There are P100 masks (oil+non-oil) as well, but they're more expensive and
harder to breathe through.

------
andy_ppp
They seem to have randomly stopped delivering some items for 3 weeks even
though they have them in stock. It's very inconsistent; I need a new inner
tube which will be delivered tomorrow but while I'm at it I could do with new
tires too, but those don't turn up until 30th April even though they are in
stock.
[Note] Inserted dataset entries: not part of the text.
impl<'u> Renderer<'u> {
    #[must_use]
    pub fn new(base: &'u Url, options: &Options) -> Self {
        Self {
            base,
            markdown_links: options.markdown_links,
            links: LinkSet::new(),
            depth: 0,
        }
    }

    /// Render every node in `root` as a block: lists keep their markers,
    /// quotes their `>` and headings their level.
    pub fn render(&mut self, root: &Selection<'_>) -> Rendered {
        let mut blocks = Vec::new();
        for node in root.nodes() {
            match dom::node_tag(node) {
                Some(tag) if is_block(&tag) => self.block(node, &tag, &mut blocks),
                _ => self.walk_container(node, &mut blocks),
            }
        }
        Self::join(blocks)
    }

    /// Links discovered so far, first-seen order.
    #[must_use]
    pub fn into_links(self) -> Vec<String> {
        self.links.into_vec()
    }

    fn join(blocks: Vec<Rendered>) -> Rendered {
        Rendered {
            text: join_blocks(blocks.iter().map(|b| b.text.clone())),
            markdown: join_blocks(blocks.into_iter().map(|b| b.markdown)),
        }
    }

    fn walk_container(&mut self, node: &NodeRef<'_>, blocks: &mut Vec<Rendered>) {
        let mut paragraph = Inline::default();

        for child in node.children() {
            if child.is_text() {
                paragraph.push_text(&child.text());
                continue;
            }
            let Some(tag) = dom::node_tag(&child) else {
                continue;
            };
            if SKIP_TAGS.contains(&tag.as_str()) {
                continue;
            }

            if is_block(&tag) {
                Self::flush(&mut paragraph, blocks);
                self.block(&child, &tag, blocks);
            } else {
                let inline = self.inline(&child, &tag);
                paragraph.push(inline);
            }
        }

        Self::flush(&mut paragraph, blocks);
    }

    fn flush(paragraph: &mut Inline, blocks: &mut Vec<Rendered>) {
        let inline = paragraph.take();
        let block = Rendered {
            text: finish_inline(&inline.text),
            markdown: finish_inline(&inline.markdown),
        };
        if !block.is_empty() {
            blocks.push(block);
        }
    }

    fn block(&mut self, node: &NodeRef<'_>, tag: &str, blocks: &mut Vec<Rendered>) {
        if self.depth >= MAX_NESTING {
            blocks.extend(Self::flattened(node));
            return;
        }
        self.depth += 1;
        self.block_element(node, tag, blocks);
        self.depth -= 1;
    }

    /// Whitespace-normalized text of a subtree as one paragraph.
    fn flattened(node: &NodeRef<'_>) -> Option<Rendered> {
        let text = dom::clean_text_of(&Selection::from(*node))?;
        Some(Rendered {
            markdown: markdown::escape_markdown(&text),
            text,
        })
    }

    fn block_element(&mut self, node: &NodeRef<'_>, tag: &str, blocks: &mut Vec<Rendered>) {
        match tag {
            "h1" | "h2" | "h3" | "h4" | "h5" | "h6" => {
                let level = tag[1..].parse::<usize>().unwrap_or(1);
                let inline = self.inline_children(node);
                let text = finish_inline(&inline.text).replace('\n', " ");
                if !text.is_empty() {
                    let markdown = finish_inline(&inline.markdown).replace('\n', " ");
                    blocks.push(Rendered {
                        text,
                        markdown: format!("{} {markdown}", "#".repeat(level)),
                    });
                }
            }
            "pre" => blocks.extend(Self::code_block(node)),
            "blockquote" => {
                let mut inner = Vec::new();
                self.walk_container(node, &mut inner);
                let inner = Self::join(inner);
                if !inner.is_empty() {
                    blocks.push(Rendered {
                        markdown: markdown::blockquote(&inner.markdown, 1),
                        text: inner.text,
                    });
                }
            }
            "ul" | "ol" => {
                let (text, markdown) = self.list(node, tag == "ol", "");
                if !text.is_empty() || !markdown.is_empty() {
                    blocks.push(Rendered {
                        text: text.join("\n"),
                        markdown: markdown.join("\n"),
                    });
                }
            }
            "table" if !Selection::from(*node).select(LAYOUT_TABLE_MARKERS).exists() => {
                blocks.extend(self.table(node));
            }
            "hr" => blocks.push(Rendered {
                text: String::new(),
                markdown: "---".to_string(),
            }),
            _ => self.walk_container(node, blocks),
        }
    }

    fn code_block(node: &NodeRef<'_>) -> Option<Rendered> {
        let sel = Selection::from(*node);
        let raw = dom::text_content(&sel);
        let code = raw.trim_matches('\n').trim_end();
        if code.trim().is_empty() {
            return None;
        }

        let language = std::iter::once(sel.clone())
            .chain(sel.select("code").iter())
            .filter_map(|s| s.attr("class"))
            .find_map(|class| {
                class.split_whitespace().find_map(|token| {
                    token
                        .strip_prefix("language-")
                        .or_else(|| token.strip_prefix("lang-"))
                        .map(str::to_string)
                })
            });

        Some(Rendered {
            text: code.to_string(),
            markdown: markdown::code_fence(code, language.as_deref()),
        })
    }

    /// Render a list as lines; nested lists are indented under their item.
    fn list(&mut self, node: &NodeRef<'_>, ordered: bool, indent: &str) -> (Vec<String>, Vec<String>) {
        let mut text_lines = Vec::new();
        let mut markdown_lines = Vec::new();
        let mut number = Selection::from(*node)
            .attr("start")
            .and_then(|s| s.trim().parse::<usize>().ok())
            .unwrap_or(1);

        for item in node.children() {
            if dom::node_tag(&item).as_deref() != Some("li") {
                continue;
            }
            let marker = if ordered { format!("{number}.") } else { "-".to_string() };
            let child_indent = format!("{indent}{}", " ".repeat(marker.len() + 1));

            let mut content = Inline::default();
            let mut nested_text = Vec::new();
            let mut nested_markdown = Vec::new();
            for child in item.children() {
                if child.is_text() {
                    content.push_text(&child.text());
                    continue;
                }
                let Some(tag) = dom::node_tag(&child) else {
                    continue;
                };
                match tag.as_str() {
                    "ul" | "ol" if self.depth >= MAX_NESTING => {
                        content.push_text(&dom::text_content(&Selection::from(child)));
                    }
                    "ul" | "ol" => {
                        self.depth += 1;
                        let (t, m) = self.list(&child, tag == "ol", &child_indent);
                        self.depth -= 1;
                        nested_text.extend(t);
                        nested_markdown.extend(m);
                    }
                    t if SKIP_TAGS.contains(&t) => {}
                    _ => {
                        let inline = self.inline(&child, &tag);
                        content.push(inline);
                    }
                }
            }

            let text = finish_inline(&content.text).replace('\n', " ");
            let markdown = finish_inline(&content.markdown).replace('\n', " ");
            if !text.is_empty() || !markdown.is_empty() {
                text_lines.push(format!("{indent}{marker} {text}"));
                markdown_lines.push(format!("{indent}{marker} {markdown}"));
            }
            text_lines.extend(nested_text);
            markdown_lines.extend(nested_markdown);
            number = number.saturating_add(1);
        }

        (text_lines, markdown_lines)
    }

    fn table(&mut self, node: &NodeRef<'_>) -> Option<Rendered> {
        let mut text_rows = Vec::new();
        let mut markdown_rows = Vec::new();
        let mut alignments = Vec::new();

        for row in Selection::from(*node).select("tr").nodes() {
            let cells: Vec<NodeRef<'_>> = row
                .children()
                .into_iter()
                .filter(|c| matches!(dom::node_tag(c).as_deref(), Some("th" | "td")))
                .collect();

            let mut text_cells = Vec::with_capacity(cells.len());
            let mut markdown_cells = Vec::with_capacity(cells.len());
            for cell in &cells {
                let inline = self.inline_children(cell);
                text_cells.push(finish_inline(&inline.text).replace('\n', " "));
                markdown_cells.push(finish_inline(&inline.markdown).replace('\n', " "));
            }
            if text_cells.iter().all(String::is_empty) && markdown_cells.iter().all(String::is_empty) {
                continue;
            }

            if markdown_rows.is_empty() {
                alignments = cells
                    .iter()
                    .map(|c| {
                        Selection::from(*c)
                            .attr("align")
                            .map_or(Alignment::None, |a| Alignment::from_attr(&a))
                    })
                    .collect();
            }
            text_rows.push(text_cells.join(" | "));
            markdown_rows.push(markdown_cells);
        }

        if markdown_rows.is_empty() {
            return None;
        }
        Some(Rendered {
            text: text_rows.join("\n"),
            markdown: markdown::gfm_table(&markdown_rows, &alignments),
        })
    }

    fn inline_children(&mut self, node: &NodeRef<'_>) -> Inline {
        let mut out = Inline::default();
        for child in node.children() {
            if child.is_text() {
                out.push_text(&child.text());
                continue;
            }
            let Some(tag) = dom::node_tag(&child) else {
                continue;
            };
            if SKIP_TAGS.contains(&tag.as_str()) {
                continue;
            }
            let inline = self.inline(&child, &tag);
            out.push(inline);
        }
        out
    }

    fn inline(&mut self, node: &NodeRef<'_>, tag: &str) -> Inline {
        if self.depth >= MAX_NESTING {
            let mut flat = Inline::default();
            flat.push_text(&dom::text_content(&Selection::from(*node)));
            return flat;
        }
        self.depth += 1;
        let inline = self.inline_element(node, tag);
        self.depth -= 1;
        inline
    }

    fn inline_element(&mut self, node: &NodeRef<'_>, tag: &str) -> Inline {
        match tag {
            "br" => Inline {
                text: "\n".to_string(),
                markdown: "\n".to_string(),
            },
            "a" => self.link(node),
            "strong" | "b" => wrap(self.inline_children(node), "**"),
            "em" | "i" => wrap(self.inline_children(node), "*"),
            "del" | "s" | "strike" => wrap(self.inline_children(node), "~~"),
            "code" | "kbd" | "samp" | "tt" => {
                let code = dom::clean_text(&dom::text_content(&Selection::from(*node)));
                Inline {
                    markdown: markdown::inline_code(&code),
                    text: code,
                }
            }
            "img" => self.image(node),
            _ if is_block(tag) => {
                let mut inline = Inline::default();
                inline.push_separator();
                inline.push(self.inline_children(node));
                inline.push_separator();
                inline
            }
            _ => self.inline_children(node),
        }
    }

    fn link(&mut self, node: &NodeRef<'_>) -> Inline {
        let inner = self.inline_children(node);
        let href = Selection::from(*node).attr("href");
        let url = href.and_then(|h| self.links.push_href(&h, self.base));

        let trimmed = inner.markdown.trim();
        match url {
            Some(url) if self.markdown_links && !trimmed.is_empty() => {
                let lead = if inner.markdown.starts_with(char::is_whitespace) { " " } else { "" };
                let trail = if inner.markdown.ends_with(char::is_whitespace) { " " } else { "" };
                Inline {
                    markdown: format!("{lead}[{trimmed}]({url}){trail}"),
                    text: inner.text,
                }
            }
            _ => inner,
        }
    }

    fn image(&self, node: &NodeRef<'_>) -> Inline {
        let sel = Selection::from(*node);
        let alt = dom::non_empty_attribute(&sel, "alt").map(|a| dom::clean_text(&a)).unwrap_or_default();
        let src = dom::non_empty_attribute(&sel, "src")
            .and_then(|src| crate::url_utils::normalize_link(&src, self.base))
            .filter(|src| src.starts_with("http"));

        match src {
            Some(src) => Inline {
                text: String::new(),
                markdown: format!("![{}]({src})", markdown::escape_markdown(&alt)),
            },
            None => Inline::default(),
        }
    }
}

/// Render one subtree with a fresh renderer, returning its links as well.
#[must_use]
pub fn render_block(root: &Selection<'_>, base: &Url, options: &Options) -> (Rendered, Vec<String>) {
    let mut renderer = Renderer::new(base, options);
    let rendered = renderer.render(root);
    (rendered, renderer.into_links())
}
Could they not just deliver the items all at the same time?

------
oski
Everyone who is still working to provide essential services should be wearing
masks.

There is a major shortage of PPE, so non-healthcare workers should be wearing
nonmedical fabric masks or homemade masks.
[https://shouldiwearafacemask.com](https://shouldiwearafacemask.com) for a
full explanation with the science.

------
AdrianB1
I cannot find accurate information, but the duration of the illness for the
people that do recover from mild cases is around 12-15 days; sending people
home if they have fever for "minimum 3 days" does not make sense, you send
them home until they have no fever for at least 3 days, so they are clean.

------
Causality1
I'm sure there's a German word for "a company announcing a positive step that
hurts its reputation because everybody thought they were doing it already".
Closely related to the "software feature announcement that everyone can't
believe it didn't have already".

------
legohead
I'm also curious about how they are dealing with the actual sent packages.
From past videos I've seen, workers place the objects in boxes. So if a worker
is sick, wouldn't they be sending contaminated items out? Is amazon doing
anything about that in particular?

------
0x8BADF00D
Imagine if we had a healthcare system like Singapore. Not like the one we
currently have now, where the government interferes in the free market and as
a result the cost goes through the roof.

------
nikolay
Both Amazon, Facebook, and eBay should be sued for enabling price gouging. I
report at least 20 ads a day on Facebook for overpriced face masks, there are
still tons of masks and respisrators on eBay and other overpriced
necessesities such as toilet paper, paper towels, and hand sanitizers. Amazon
also allows a lot of crooks to sell stuff and never deliver it and now they
blocked a lot of non-medical grade stuff for "governments and hospitals" like
2 oz sanitier gels and others. In addition, Amazon also now has all out of
stock items as "Temporarily out of stock.", i.e. lying to you and tricking you
to place an order and wait for it to be delivered... one day!

------
soperj
Love how Amazon staff will get surgical masks while doctors in America have to
re-use theirs and use them for a whole shift.

------
oski
TL;DR: starting next week, Amazon will start:

1) taking temperatures of employees, fever >100.4°F to be sent home for min 3
days

2) giving surgical masks to employees once it receives shipments of orders of
“millions”

3) using machine learning-powered video software to monitor social distancing

(Shameless plug for a little site I made to help spread the word that we need
#masks4all:
[https://shouldiwearafacemask.com](https://shouldiwearafacemask.com))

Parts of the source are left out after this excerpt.